Because the truncating mutation alters GATA3 protein level following hormone treatment, we asked whether the action of estrogen antagonists was likewise affected by this mutation. We treated cells grown in normal conditions (media plus FBS) with the ERα antagonist, ICI 182,780 (ICI). As expected, ERα expression was reduced in both cell lines (Figure 4C). While wild-type GATA3 protein levels were reduced following antagonist treatment in both T47D and MCF cells, the level of mutated GATA3 in MCF7 cells did not change. FOXA1 expression was not affected by ICI (Figure 4C). The GATA3 mRNA level remained mostly unaffected in cells treated with estradiol or ICI (Additional file 1: Figure S2). These experiments demonstrate that the truncation mutation in GATA3 stabilizes the protein in the face of agonist or antagonist binding by ERα, thus uncoupling physiologic, protein-level regulation from estradiol action.

DNA binding ability of mutated GATA3 is impaired

The frameshift mutation present in GATA3 in MCF7 affects the second zinc finger, which is responsible for DNA binding [32]. We employed electrophoretic mobility shift assays (EMSA) to interrogate the DNA binding capacity of mutated GATA3 protein. By titrating the recombinant DNA binding domain (DBD) of wild-type GATA3 [32], we demonstrated a shift from the free GATA-motif-containing oligonucleotide to a specific, protein bound complex (Figure 5A, lanes 1–5). In contrast, the mutant GATA3 DBD was able to bind DNA to a lesser degree and only at high concentrations of recombinant protein (Figure 5B, lanes 1–5). To assess whether the wild-type and mutant DBD protein fragments could heterodimerize on DNA, we mixed recombinant wild-type and mutated DBDs in a competitive assay with GATA motif-containing and GATA motif-lacking oligonucleotide. We did not observe any evidence of a complex with altered mobility following addition of mutant GATA3 DBD (Figure 5C, lanes 1–4 and 8–10). A similar experiment without competitor DNA had identical results (data not shown).

Figure 5
figure 5

DNA binding ability of wild-type and mutated GATA3. Electrophoretic Mobility Shift Assay (EMSA) was performed using recombinant A) wild-type GATA3 DNA binding domain (DBD) or B) mutated GATA3-DBD. Equivalent molar amounts of wild-type and mutant protein, assessed by Coomassie blue stained SDS-PAGE, were used. C) In a competitive assay, an equimolar mix of wild-type and mutated DBD proteins was used.

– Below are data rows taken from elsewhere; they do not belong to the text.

//! Command-line interface for the portal route planner.
//!
//! `portal-planner plan <request.json>` reads a corridor and a candidate
//! portal list, plans a route with the configured play style and objective,
//! and prints a JSON report. Options layer from flags, `PORTAL_PLANNER_*`
//! environment variables and configuration files.
#![forbid(unsafe_code)]

use clap::{Parser, Subcommand};
use simplelog::{ColorChoice, ConfigBuilder, LevelFilter, TermLogger, TerminalMode};

mod error;
mod fs;
mod plan;
mod report;

pub use error::CliError;

pub(crate) const ARG_PLAN_REQUEST: &str = "request";
pub(crate) const ARG_PLAY_STYLE: &str = "play-style";
pub(crate) const ARG_OBJECTIVE: &str = "objective";
pub(crate) const ARG_BUDGET: &str = "budget";
pub(crate) const ARG_TRAVEL_MODE: &str = "travel-mode";
pub(crate) const ARG_RADIUS: &str = "radius";
pub(crate) const ENV_PLAN_REQUEST: &str = "PORTAL_PLANNER_CMDS_PLAN_REQUEST_PATH";

/// Run the planner CLI with the current process arguments and environment.
///
/// # Errors
/// Returns [`CliError`] when arguments, configuration, the request file or
/// planning fail.
pub fn run() -> Result<(), CliError> {
    let cli = Cli::try_parse().map_err(CliError::ArgumentParsing)?;
    init_logging(cli.verbose);
    match cli.command {
        Command::Plan(args) => plan::run_plan(args),
    }
}

/// Route log output to stderr so stdout stays clean JSON.
fn init_logging(verbose: u8) {
    let level = match verbose {
        0 => LevelFilter::Warn,
        1 => LevelFilter::Info,
        _ => LevelFilter::Debug,
    };
    let config = ConfigBuilder::new()
        .set_location_level(LevelFilter::Off)
        .set_target_level(LevelFilter::Off)
        .set_thread_level(LevelFilter::Off)
        .build();
    // A logger may already be installed when embedded; keep that one.
    if TermLogger::init(level, config, TerminalMode::Stderr, ColorChoice::Auto).is_err() {
        log::debug!("logger already initialised");
    }
}

#[derive(Debug, Parser)]
#[command(
    name = "portal-planner",
    about = "Plan portal routes along a travel corridor",
    version
)]
struct Cli {
    /// Increase log verbosity (-v for info, -vv for debug).
    #[arg(short, long, action = clap::ArgAction::Count, global = true)]
    verbose: u8,
    #[command(subcommand)]
    command: Command,
}

#[derive(Debug, Subcommand)]
enum Command {
    /// Plan a route from a JSON request file.
    Plan(plan::PlanArgs),
}

#[cfg(test)]
mod tests;
//! Entry point for the command-line interface.
#![forbid(unsafe_code)]

fn main() {
    if let Err(err) = portal_planner_cli::run() {
        #[expect(clippy::print_stderr, reason = "the binary reports fatal errors to stderr")]
        {
            eprintln!("portal-planner: {err}");
        }
        std::process::exit(1);
    }
}
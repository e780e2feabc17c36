//! Addition: operands travel through DNA and RNA before being summed
//!
//! ```text
//! a, b ─▶ DNA ─▶ RNA ─▶ protein synthesis ─▶ a', b' ─▶ a' + b'
//!                                                       │
//!       result ◀─ synthesis ◀─ RNA ◀─ DNA ◀─────────────┘
//! ```
//!
//! The sum is taken over the decoded operands, not the inputs, so the
//! returned value depends on the codec round-trips.

use async_trait::async_trait;
use serde_json::json;

use ecalc_codecs::dna::{bracketed, is_valid_dna, transcribe};
use ecalc_codecs::{Codec, DnaCodec, RnaCodec};
use ecalc_core::{validate, CalcError, Pause, PipelineRun, PipelineState};

use crate::paced;
use crate::{Operation, Operator};

const STATES: &[PipelineState] = &[
    PipelineState::Initializing,
    PipelineState::Encoding,
    PipelineState::Transcribing,
    PipelineState::Processing,
    PipelineState::Validating,
    PipelineState::Finalizing,
];

#[derive(Debug, Default)]
pub struct AdditionPipeline;

#[async_trait]
impl Operation for AdditionPipeline {
    fn operator(&self) -> Operator {
        Operator::Add
    }

    fn states(&self) -> &'static [PipelineState] {
        STATES
    }

    async fn execute(&self, run: &mut PipelineRun, a: i64, b: i64) -> Result<i64, CalcError> {
        run.pause(Pause::Stage).await;
        run.enter(
            PipelineState::Initializing,
            "enterprise addition module",
            Some(json!({ "a": a, "b": b })),
        )?;

        run.enter(PipelineState::Encoding, "numbers to DNA", None)?;
        let a_dna = paced::encode(run, &DnaCodec, a).await?;
        let b_dna = paced::encode(run, &DnaCodec, b).await?;
        for (label, value, dna) in [("A", a, &a_dna), ("B", b, &b_dna)] {
            run.info_with(
                format!("DNA Sequence {} → {}", label, DnaCodec.render(dna)),
                json!({ "operand": label, "value": value, "dna": DnaCodec.render(dna) }),
            );
        }

        run.enter(PipelineState::Transcribing, "DNA to RNA", None)?;
        run.pause(Pause::Transcribe).await;
        let a_rna = transcribe(&a_dna);
        run.pause(Pause::Transcribe).await;
        let b_rna = transcribe(&b_dna);
        for (label, rna) in [("A", &a_rna), ("B", &b_rna)] {
            run.info_with(
                format!("RNA Sequence {} → {}", label, RnaCodec.render(rna)),
                json!({ "operand": label, "rna": RnaCodec.render(rna) }),
            );
        }

        let a_synth = paced::decode(run, &RnaCodec, &a_rna).await?;
        let b_synth = paced::decode(run, &RnaCodec, &b_rna).await?;
        for (rna, number) in [(&a_rna, a_synth), (&b_rna, b_synth)] {
            run.info_with(
                format!("RNA {} → Number: {}", bracketed(rna), number),
                json!({ "rna": bracketed(rna), "number": number }),
            );
        }
        validate(run, "dna(a)", a, a_synth);
        validate(run, "dna(b)", b, b_synth);

        run.enter(PipelineState::Processing, "summing synthesized operands", None)?;
        let sum = a_synth
            .checked_add(b_synth)
            .ok_or(CalcError::Overflow { operation: "addition" })?;
        run.info_with(
            format!("{} + {} = {}", a_synth, b_synth, sum),
            json!({ "a": a_synth, "b": b_synth, "sum": sum }),
        );

        run.enter(PipelineState::Validating, "result through DNA", None)?;
        let result_dna = paced::encode(run, &DnaCodec, sum).await?;
        if !is_valid_dna(&result_dna) {
            run.warn("invalid DNA sequence detected", DnaCodec.render(&result_dna), None);
        }
        run.info_with(
            format!("Result DNA → {}", DnaCodec.render(&result_dna)),
            json!({ "dna": DnaCodec.render(&result_dna) }),
        );
        run.pause(Pause::Transcribe).await;
        let result_rna = transcribe(&result_dna);
        run.info_with(
            format!("Result RNA → {}", RnaCodec.render(&result_rna)),
            json!({ "rna": RnaCodec.render(&result_rna) }),
        );
        let result = paced::decode(run, &RnaCodec, &result_rna).await?;
        validate(run, "dna(result)", sum, result);

        run.enter(
            PipelineState::Finalizing,
            result.to_string(),
            Some(json!({
                "result": result,
                "dna": DnaCodec.render(&result_dna),
                "rna": bracketed(&result_rna),
            })),
        )?;

        Ok(result)
    }
}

To test protein ability to bind DNA, GATA3 motif-containing oligonucleotides (GATA +) and GATA3 motif-lacking oligonucleotides (GATA-) were used. WT – wild-type, Mut – mutated GATA3.

To further characterize the ability of endogenous GATA3 to bind DNA, we utilized heparin, a glycosaminoglycan structurally similar to nucleic acids. Nuclear extracts obtained from T47D and MCF7 cells were partially purified through ion exchange chromatography, applied to a heparin column, and eluted with a linear gradient of NaCl. The peak of full-length GATA3 from T47D eluted between 0.57 and 0.71 M NaCl (Figure 6A). In MCF7 both full-length and truncated GATA3 were eluted in the same range of salt, 0.51-0.63 M (Figure 6B), indicating a potential for formation of GATA3 wild-type/mutant heterodimers under these conditions.

Figure 6
figure 6

Biochemical characterization of wild-type and mutant GATA3 using a nucleic acid analog. Nuclear extracts were prepared from A) T47D and B) MCF7 cells and applied to heparin sepharose. The column was eluted with linear gradient of NaCl concentration from 0.1 to 1 M. The separated fractions were analyzed by Western blot directed against GATA3.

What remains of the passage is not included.